Quantitative analysis of gait and balance using deep learning on monocular videos and the Timed Up and Go test in idiopathic normal-pressure hydrocephalus

Hee-Jin Cho¹Sangwook Kim²Hosang Yu³Kyunghun Kang^4*Sungmoon Jeong^2,3,5*

• ¹Kyungpook National University Chilgok Hospital, Daegu, Republic of Korea
• ²Research Center for Artificial Intelligence in Medicine, Kyungpook National University Hospital, Daegu, Republic of Korea
• ³AICU Corp., Daegu, Republic of Korea
• ⁴Department of Neurology, School of medicine, Kyungpook National University, Daegu, Republic of Korea
• ⁵Department of Medical Informatics, School of Medicine, Kyungpook National University, Daegu, Republic of Korea

Background: A vision-based gait analysis system using deep learning algorithms for simple monocular videos was validated to estimate temporo-spatial gait parameters in idiopathic normal-pressure hydrocephalus (INPH) patients. The Timed Up and Go (TUG) test has been used to reflect risk of falling in INPH patients. The aims of the study were (1) to investigate relationships between temporo-spatial gait parameters measured by a vision-based gait analysis system using monocular videos and TUG scores and (2) to determine whether an automated machine learning model based on these gait parameters could predict falling risk in INPH patients. Methods: Gait data from 59 patients were collected from the vision-based system.
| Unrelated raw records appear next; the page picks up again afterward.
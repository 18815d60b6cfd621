//! Analysis parameters: scorer thresholds, PageRank knobs, filters.

use serde::{Deserialize, Serialize};

/// Tunable analysis parameters. All fields are optional in the TOML file;
/// `effective_*()` accessors supply the compiled defaults.
#[derive(Debug, Clone, Serialize, Deserialize, Default)]
#[serde(default)]
pub struct AnalysisConfig {
    /// Number of top-PageRank articles that count as hubs.
    pub top_hubs: Option<usize>,
    /// PageRank damping factor.
    pub damping: Option<f64>,
    /// PageRank convergence threshold (L1 norm of the rank delta).
    pub pagerank_tolerance: Option<f64>,
    pub pagerank_max_iter: Option<usize>,
    /// A click counts as a "top link" when its relative page position is
    /// at or below this value.
    pub top_link_threshold: Option<f64>,
    /// Whether the weighted graph carries the synthetic back node and
    /// (article -> back) edges.
    pub back_edges: Option<bool>,
    /// Vocabulary cap for the TF-IDF space.
    pub max_features: Option<usize>,
    /// Paths longer than this are excluded from the rank-vs-length view.
    pub rank_length_max_path: Option<usize>,
    /// Paths longer than this are excluded from the exploded view.
    pub explode_max_path: Option<usize>,
    /// Clean-length window for the strategy comparison table.
    pub comparison_min_clicks: Option<usize>,
    pub comparison_max_clicks: Option<usize>,
    /// "Used this strategy" flag thresholds.
    pub semantic_flag_threshold: Option<f64>,
    pub top_link_flag_threshold: Option<f64>,
    pub hub_flag_threshold: Option<f64>,
    pub backtrack_flag_threshold: Option<f64>,
    /// Regression input filters.
    pub regression_min_path_len: Option<usize>,
    pub regression_max_duration_secs: Option<u64>,
}

impl AnalysisConfig {
    pub fn effective_top_hubs(&self) -> usize {
        self.top_hubs.unwrap_or(200)
    }

    pub fn effective_damping(&self) -> f64 {
        self.damping.unwrap_or(0.85)
    }

    pub fn effective_pagerank_tolerance(&self) -> f64 {
        self.pagerank_tolerance.unwrap_or(1e-6)
    }

    pub fn effective_pagerank_max_iter(&self) -> usize {
        self.pagerank_max_iter.unwrap_or(100)
    }

    pub fn effective_top_link_threshold(&self) -> f64 {
        self.top_link_threshold.unwrap_or(0.3)
    }

    pub fn effective_back_edges(&self) -> bool {
        self.back_edges.unwrap_or(false)
    }

    pub fn effective_max_features(&self) -> usize {
        self.max_features.unwrap_or(8000)
    }

    pub fn effective_rank_length_max_path(&self) -> usize {
        self.rank_length_max_path.unwrap_or(50)
    }

    pub fn effective_explode_max_path(&self) -> usize {
        self.explode_max_path.unwrap_or(500)
    }

    pub fn effective_comparison_min_clicks(&self) -> usize {
        self.comparison_min_clicks.unwrap_or(4)
    }

    pub fn effective_comparison_max_clicks(&self) -> usize {
        self.comparison_max_clicks.unwrap_or(100)
    }

    pub fn effective_semantic_flag_threshold(&self) -> f64 {
        self.semantic_flag_threshold.unwrap_or(0.8)
    }

    pub fn effective_top_link_flag_threshold(&self) -> f64 {
        self.top_link_flag_threshold.unwrap_or(0.8)
    }

    pub fn effective_hub_flag_threshold(&self) -> f64 {
        self.hub_flag_threshold.unwrap_or(0.8)
    }

    pub fn effective_backtrack_flag_threshold(&self) -> f64 {
        self.backtrack_flag_threshold.unwrap_or(0.1)
    }

    pub fn effective_regression_min_path_len(&self) -> usize {
        self.regression_min_path_len.unwrap_or(3)
    }

    pub fn effective_regression_max_duration_secs(&self) -> u64 {
        self.regression_max_duration_secs.unwrap_or(1000)
    }
}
All patients were also evaluated with the TUG test. A TUG time of ≥ 13.5 seconds was used as a cut-off to identify potential fallers. Results: TUG scores were negatively correlated with gait velocity, cadence, stride length, and swing phase. TUG scores were positively correlated with step width, stride time, stance phase, double-limb support phase, stride time variability, and stride length variability. The area under the curve for predicting falling risk using the automated machine learning-based model was 0.979. We found that velocity was the most important factor in predicting falling risk with the interpretable method called SHapley Additive exPlanations. Conclusion: This study identified important associations between gait parameters measured by vision-based gait analysis and TUG scores in INPH patients. An automated machine learning model based on gait parameters measured by vision-based gait analysis can predict falling risk with excellent performance in INPH patients. We suggest that our vision-based gait analysis method using monocular videos has the potential to bridge the gap between laboratory testing and clinical assessment of gait and balance in INPH patients.